It was one of the most Taiwanese things I’d ever seen in the Bay: a crowd of hungry people lined up in front of a long, makeshift charcoal grill on Good to Eat Dumplings’ string light–bedecked side patio, everyone gawking at the huge-ass chicken cutlets and Taiwanese sausages charring and sizzling over the flames. More than anything, what hit me was the distinctive smell of shacha, aka Taiwanese barbecue sauce, wafting through the air, smoky and a little bit spicy, undergirded with the pungency of dried fish — a smell intimately familiar to anyone who’s ever strolled through a Taiwanese night market.
“We missed that shacha-filled aroma,” says Angie Lin, who runs Good to Eat Dumplings along with her wife Tony Tung, the restaurant’s chef. “It made all of us so excited.”

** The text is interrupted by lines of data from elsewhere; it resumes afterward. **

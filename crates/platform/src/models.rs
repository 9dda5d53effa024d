//! Wire models of the platform's JSON responses.

use serde::Deserialize;

use crate::error::{PlatformError, Result};

/// Common `{ code, message, data }` envelope.
#[derive(Debug, Deserialize)]
pub(crate) struct ApiResponse<T> {
    pub code: i64,
    #[serde(default)]
    pub message: String,
    pub data: Option<T>,
}

impl<T> ApiResponse<T> {
    /// Unwrap `data`, mapping platform rejection codes onto the error taxonomy.
    pub fn into_data(self, what: &str) -> Result<T> {
        match self.code {
            0 => self
                .data
                .ok_or_else(|| PlatformError::protocol(format!("{what}: response has no data"))),
            -404 | 62002 | 62004 => Err(PlatformError::NotFound(format!(
                "{what}: {} ({})",
                self.message, self.code
            ))),
            -101 => Err(PlatformError::auth(format!(
                "{what}: {} ({})",
                self.message, self.code
            ))),
            code => Err(PlatformError::protocol(format!(
                "{what} rejected: {} ({code})",
                self.message
            ))),
        }
    }
}

#[derive(Debug, Deserialize)]
pub(crate) struct QrGenerateData {
    #[serde(default)]
    pub url: String,
    #[serde(default)]
    pub qrcode_key: String,
}

#[derive(Debug, Deserialize)]
pub(crate) struct QrPollData {
    pub code: i64,
    #[serde(default)]
    pub message: String,
    #[serde(default)]
    pub url: String,
    #[serde(default)]
    pub refresh_token: String,
}

#[derive(Debug, Deserialize)]
pub(crate) struct NavData {
    #[serde(rename = "isLogin", default)]
    pub is_login: bool,
}

#[derive(Debug, Deserialize)]
pub(crate) struct VideoView {
    pub bvid: String,
    pub aid: u64,
    pub cid: u64,
    #[serde(default)]
    pub title: String,
    #[serde(default)]
    pub pic: String,
    #[serde(default)]
    pub duration: u64,
    #[serde(default)]
    pub owner: VideoOwner,
    #[serde(default)]
    pub stat: VideoStat,
    #[serde(default)]
    pub pages: Vec<VideoPage>,
}

#[derive(Debug, Default, Deserialize)]
pub(crate) struct VideoOwner {
    #[serde(default)]
    pub mid: u64,
    #[serde(default)]
    pub name: String,
}

#[derive(Debug, Default, Deserialize)]
pub(crate) struct VideoStat {
    #[serde(default)]
    pub view: u64,
}

#[derive(Debug, Deserialize)]
pub(crate) struct VideoPage {
    pub cid: u64,
    #[serde(default)]
    pub page: u32,
    #[serde(default)]
    pub part: String,
    #[serde(default)]
    pub duration: u64,
}

/// `playurl` payload. Carries either `dash` (separate streams) or `durl`
/// (legacy merged delivery).
#[derive(Debug, Deserialize)]
pub(crate) struct PlayUrlData {
    #[serde(default)]
    pub quality: u32,
    #[serde(default)]
    pub accept_quality: Vec<u32>,
    pub dash: Option<Dash>,
    pub durl: Option<Vec<Durl>>,
}

#[derive(Debug, Deserialize)]
pub(crate) struct Dash {
    pub video: Option<Vec<DashStream>>,
    pub audio: Option<Vec<DashStream>>,
}

// The platform sends both `baseUrl` and `base_url`; only the camel-case key is
// read so the duplicate is ignored.
#[derive(Debug, Deserialize)]
pub(crate) struct DashStream {
    pub id: u32,
    #[serde(rename = "baseUrl")]
    pub base_url: String,
    #[serde(rename = "backupUrl", default)]
    pub backup_url: Option<Vec<String>>,
    #[serde(default)]
    pub bandwidth: u64,
    #[serde(default)]
    pub codecs: String,
    #[serde(default)]
    pub width: u32,
    #[serde(default)]
    pub height: u32,
}

#[derive(Debug, Deserialize)]
pub(crate) struct Durl {
    pub url: String,
    #[serde(default)]
    pub size: u64,
    #[serde(default)]
    pub backup_url: Option<Vec<String>>,
}
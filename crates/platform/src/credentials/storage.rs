//! Durable backing for the credential record.
//!
//! Storage deals in the serialized record only; parsing and policy belong to
//! [`super::CredentialStore`], which is the only writer.

use std::io::ErrorKind;
use std::path::{Path, PathBuf};
use std::sync::atomic::{AtomicUsize, Ordering};

use async_trait::async_trait;
use parking_lot::Mutex;
use tracing::debug;

use crate::error::Result;

#[async_trait]
pub trait CredentialStorage: Send + Sync {
    /// The stored record, or `None` when nothing has been saved.
    async fn read(&self) -> Result<Option<String>>;

    /// Replace the stored record. Must never leave a half-written record behind.
    async fn write(&self, record: &str) -> Result<()>;

    /// Delete the record. Deleting a missing record is not an error.
    async fn remove(&self) -> Result<()>;
}

/// JSON file on disk, written via temp file + rename.
#[derive(Debug, Clone)]
pub struct FileStorage {
    path: PathBuf,
}

impl FileStorage {
    pub fn new(path: impl Into<PathBuf>) -> Self {
        Self { path: path.into() }
    }

    pub fn path(&self) -> &Path {
        &self.path
    }

    fn temp_path(&self) -> PathBuf {
        let mut name = self.path.file_name().unwrap_or_default().to_os_string();
        name.push(".tmp");
        self.path.with_file_name(name)
    }
}

#[async_trait]
impl CredentialStorage for FileStorage {
    async fn read(&self) -> Result<Option<String>> {
        match tokio::fs::read_to_string(&self.path).await {
            Ok(record) => Ok(Some(record)),
            Err(e) if e.kind() == ErrorKind::NotFound => Ok(None),
            Err(e) => Err(e.into()),
        }
    }

    async fn write(&self, record: &str) -> Result<()> {
        if let Some(parent) = self.path.parent().filter(|p| !p.as_os_str().is_empty()) {
            tokio::fs::create_dir_all(parent).await?;
        }

        let temp_path = self.temp_path();
        tokio::fs::write(&temp_path, record).await?;
        tokio::fs::rename(&temp_path, &self.path).await?;

        debug!(path = %self.path.display(), "Credential record written");
        Ok(())
    }

    async fn remove(&self) -> Result<()> {
        match tokio::fs::remove_file(&self.path).await {
            Ok(()) => Ok(()),
            Err(e) if e.kind() == ErrorKind::NotFound => Ok(()),
            Err(e) => Err(e.into()),
        }
    }
}

/// In-memory storage for embedders that do not persist logins, and for tests.
#[derive(Debug, Default)]
pub struct MemoryStorage {
    record: Mutex<Option<String>>,
    writes: AtomicUsize,
}

impl MemoryStorage {
    pub fn new() -> Self {
        Self::default()
    }

    pub fn with_record(record: impl Into<String>) -> Self {
        Self {
            record: Mutex::new(Some(record.into())),
            writes: AtomicUsize::new(0),
        }
    }

    /// Number of successful writes so far.
    pub fn write_count(&self) -> usize {
        self.writes.load(Ordering::SeqCst)
    }

    pub fn snapshot(&self) -> Option<String> {
        self.record.lock().clone()
    }
}

#[async_trait]
impl CredentialStorage for MemoryStorage {
    async fn read(&self) -> Result<Option<String>> {
        Ok(self.record.lock().clone())
    }

    async fn write(&self, record: &str) -> Result<()> {
        *self.record.lock() = Some(record.to_string());
        self.writes.fetch_add(1, Ordering::SeqCst);
        Ok(())
    }

    async fn remove(&self) -> Result<()> {
        self.record.lock().take();
        Ok(())
    }
}
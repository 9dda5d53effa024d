use std::sync::Arc;

use bili_platform::credentials::{CredentialStorage, FileStorage};
use bili_platform::{
    CredentialStore, HttpSession, MediaCatalog, MediaDescriptor, QrLoginSession, QualityList,
    ResolvedStreams, StreamResolver,
};
use tracing::info;

use crate::config::AppConfig;
use crate::download::Downloader;
use crate::error::{Outcome, Result};
use crate::job::{DownloadJob, JobOutput, JobRunner};
use crate::progress::ProgressReporter;
use crate::transcode::Transcoder;

/// Entry point for embedders: one HTTP session and one credential store
/// shared by every operation.
pub struct BiliClient {
    config: AppConfig,
    session: HttpSession,
    store: Arc<CredentialStore>,
    catalog: MediaCatalog,
    resolver: StreamResolver,
    runner: JobRunner,
}

impl BiliClient {
    /// Client whose login is saved to [`AppConfig::credential_path`].
    pub fn new(config: AppConfig) -> Result<Self> {
        let storage = Arc::new(FileStorage::new(config.credential_path()));
        Self::with_storage(config, storage)
    }

    pub fn with_storage(config: AppConfig, storage: Arc<dyn CredentialStorage>) -> Result<Self> {
        let session = HttpSession::new(config.session.clone(), config.endpoints.clone())?;
        let store = Arc::new(CredentialStore::new(storage, session.clone()));
        let catalog = MediaCatalog::new(session.clone(), store.clone());
        let resolver = StreamResolver::new(session.clone(), store.clone());
        let runner = JobRunner::new(
            resolver.clone(),
            Downloader::new(session.clone()),
            Transcoder::with_ffmpeg_path(config.ffmpeg_path.clone()),
            store.clone(),
        );

        Ok(Self {
            config,
            session,
            store,
            catalog,
            resolver,
            runner,
        })
    }

    pub fn config(&self) -> &AppConfig {
        &self.config
    }

    pub fn store(&self) -> &Arc<CredentialStore> {
        &self.store
    }

    pub fn is_logged_in(&self) -> bool {
        self.store.is_authenticated()
    }

    /// Load and revalidate the saved login. Never fails: a missing or rejected
    /// login leaves the client anonymous.
    pub async fn restore_login(&self) -> Outcome {
        let restored = self.store.restore().await;
        Outcome {
            success: restored.authenticated,
            message: restored.message,
        }
    }

    /// Start a QR login. The caller drives the polling.
    pub fn login_session(&self) -> QrLoginSession {
        QrLoginSession::new(self.session.clone(), self.store.clone())
    }

    pub async fn import_cookies(&self, cookies: &str) -> Outcome {
        match self.store.import_cookies(cookies).await {
            Ok(_) => Outcome::ok("logged in with imported cookies"),
            Err(e) => Outcome::failed(e.to_string()),
        }
    }

    pub async fn logout(&self) -> Outcome {
        self.store.clear().await;
        info!("Logged out");
        Outcome::ok("logged out")
    }

    pub async fn resolve(&self, reference: &str) -> Result<MediaDescriptor> {
        Ok(self.catalog.resolve(reference).await?)
    }

    pub async fn list_qualities(&self, bvid: &str, cid: u64) -> Result<QualityList> {
        Ok(self.catalog.list_qualities(bvid, cid).await?)
    }

    pub async fn resolve_urls(
        &self,
        bvid: &str,
        cid: u64,
        video_quality: u32,
        audio_quality: u32,
    ) -> Result<ResolvedStreams> {
        Ok(self
            .resolver
            .resolve_urls(bvid, cid, video_quality, audio_quality)
            .await?)
    }

    pub async fn download_job(
        &self,
        job: &DownloadJob,
        reporter: &ProgressReporter,
    ) -> Result<JobOutput> {
        self.runner.run(job, reporter).await
    }
}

Last September’s Taiwanese-style barbecue event at Good to Eat was probably my favorite food event of the year. This weekend, the Emeryville restaurant is running it back, this time for two nights — July 29 and 30 — instead of one, in hopes of satisfying what wound up being a huge demand. As it turns out, Lin and Tung weren’t the only ones nostalgic for Taiwanese barbecue.
The inaugural edition of the event took place during the Mid-Autumn Festival, which for Taiwanese people is probably even more closely associated with outdoor grilling than the Fourth of July is for Americans. As Lin explains it, people in Taiwan have always loved grilling outdoors, but it became codified as a national pastime of sorts in the early ’80s, when a barbecue sauce company launched a big advertising campaign during the lead-up to Mid-Autumn Festival. Lin remembers TV commercials that emphasized how nice it was to sit and chat in the park while skewers of marinated meat sizzled on the grill.
“For Taiwanese people, you need to get together [for Mid-Autumn Festival] anyway,” she says. “You want to stay outside to enjoy mooncake and watch the full moon. And during that whole season, the temperature in Taiwan is just right.”